[Source data]
▼

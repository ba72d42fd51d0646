use chrono::NaiveDate;
use serde::{Deserialize, Serialize};
use thiserror::Error;

/// Identifier of a stored event
pub type EventId = u64;

/// A calendar entry with a title and an inclusive date range
#[derive(Debug, Clone, PartialEq, Eq, Serialize, Deserialize)]
#[serde(rename_all = "camelCase")]
pub struct Event {
    pub id: EventId,
    pub title: String,
    pub start_date: NaiveDate,
    pub end_date: NaiveDate,
    #[serde(default)]
    pub description: String,
}

impl Event {
    /// Attach an id to validated fields
    pub fn from_fields(id: EventId, fields: EventFields) -> Self {
        Self {
            id,
            title: fields.title,
            start_date: fields.start_date,
            end_date: fields.end_date,
            description: fields.description,
        }
    }

    /// The id-less part of the event
    pub fn fields(&self) -> EventFields {
        EventFields {
            title: self.title.clone(),
            start_date: self.start_date,
            end_date: self.end_date,
            description: self.description.clone(),
        }
    }

    /// Check the record invariants
    pub fn validate(&self) -> Result<(), ValidationError> {
        validate_parts(&self.title, self.start_date, self.end_date)
    }
}

/// Every field of an event except its id; updates replace all of them at once
#[derive(Debug, Clone, PartialEq, Eq, Serialize, Deserialize)]
#[serde(rename_all = "camelCase")]
pub struct EventFields {
    pub title: String,
    pub start_date: NaiveDate,
    pub end_date: NaiveDate,
    #[serde(default)]
    pub description: String,
}

impl EventFields {
    pub fn new(
        title: impl Into<String>,
        start_date: NaiveDate,
        end_date: NaiveDate,
        description: impl Into<String>,
    ) -> Self {
        Self {
            title: title.into(),
            start_date,
            end_date,
            description: description.into(),
        }
    }

    /// Reject an empty title or an end date before the start date
    pub fn validate(&self) -> Result<(), ValidationError> {
        validate_parts(&self.title, self.start_date, self.end_date)
    }
}

/// Input for creating an event; the store assigns an id when none is given
#[derive(Debug, Clone, PartialEq, Eq, Serialize, Deserialize)]
#[serde(rename_all = "camelCase")]
pub struct NewEvent {
    #[serde(default, skip_serializing_if = "Option::is_none")]
    pub id: Option<EventId>,
    #[serde(flatten)]
    pub fields: EventFields,
}

impl From<EventFields> for NewEvent {
    fn from(fields: EventFields) -> Self {
        Self { id: None, fields }
    }
}

/// Ways an event can break its invariants
#[derive(Debug, Clone, PartialEq, Eq, Error)]
pub enum ValidationError {
    #[error("title must not be empty")]
    EmptyTitle,

    #[error("end date {end} is before start date {start}")]
    EndBeforeStart { start: NaiveDate, end: NaiveDate },
}

fn validate_parts(title: &str, start: NaiveDate, end: NaiveDate) -> Result<(), ValidationError> {
    if title.trim().is_empty() {
        return Err(ValidationError::EmptyTitle);
    }
    if end < start {
        return Err(ValidationError::EndBeforeStart { start, end });
    }
    Ok(())
}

▲

- _Work request_: Write out exactly the lines that fall from the line with "pub type EventId = u64;" to the line with "#[serde(flatten)]" in the records above, keeping both ends.

- _The completed task_:
pub type EventId = u64;

/// A calendar entry with a title and an inclusive date range
#[derive(Debug, Clone, PartialEq, Eq, Serialize, Deserialize)]
#[serde(rename_all = "camelCase")]
pub struct Event {
    pub id: EventId,
    pub title: String,
    pub start_date: NaiveDate,
    pub end_date: NaiveDate,
    #[serde(default)]
    pub description: String,
}

impl Event {
    /// Attach an id to validated fields
    pub fn from_fields(id: EventId, fields: EventFields) -> Self {
        Self {
            id,
            title: fields.title,
            start_date: fields.start_date,
            end_date: fields.end_date,
            description: fields.description,
        }
    }

    /// The id-less part of the event
    pub fn fields(&self) -> EventFields {
        EventFields {
            title: self.title.clone(),
            start_date: self.start_date,
            end_date: self.end_date,
            description: self.description.clone(),
        }
    }

    /// Check the record invariants
    pub fn validate(&self) -> Result<(), ValidationError> {
        validate_parts(&self.title, self.start_date, self.end_date)
    }
}

/// Every field of an event except its id; updates replace all of them at once
#[derive(Debug, Clone, PartialEq, Eq, Serialize, Deserialize)]
#[serde(rename_all = "camelCase")]
pub struct EventFields {
    pub title: String,
    pub start_date: NaiveDate,
    pub end_date: NaiveDate,
    #[serde(default)]
    pub description: String,
}

impl EventFields {
    pub fn new(
        title: impl Into<String>,
        start_date: NaiveDate,
        end_date: NaiveDate,
        description: impl Into<String>,
    ) -> Self {
        Self {
            title: title.into(),
            start_date,
            end_date,
            description: description.into(),
        }
    }

    /// Reject an empty title or an end date before the start date
    pub fn validate(&self) -> Result<(), ValidationError> {
        validate_parts(&self.title, self.start_date, self.end_date)
    }
}

/// Input for creating an event; the store assigns an id when none is given
#[derive(Debug, Clone, PartialEq, Eq, Serialize, Deserialize)]
#[serde(rename_all = "camelCase")]
pub struct NewEvent {
    #[serde(default, skip_serializing_if = "Option::is_none")]
    pub id: Option<EventId>,
    #[serde(flatten)]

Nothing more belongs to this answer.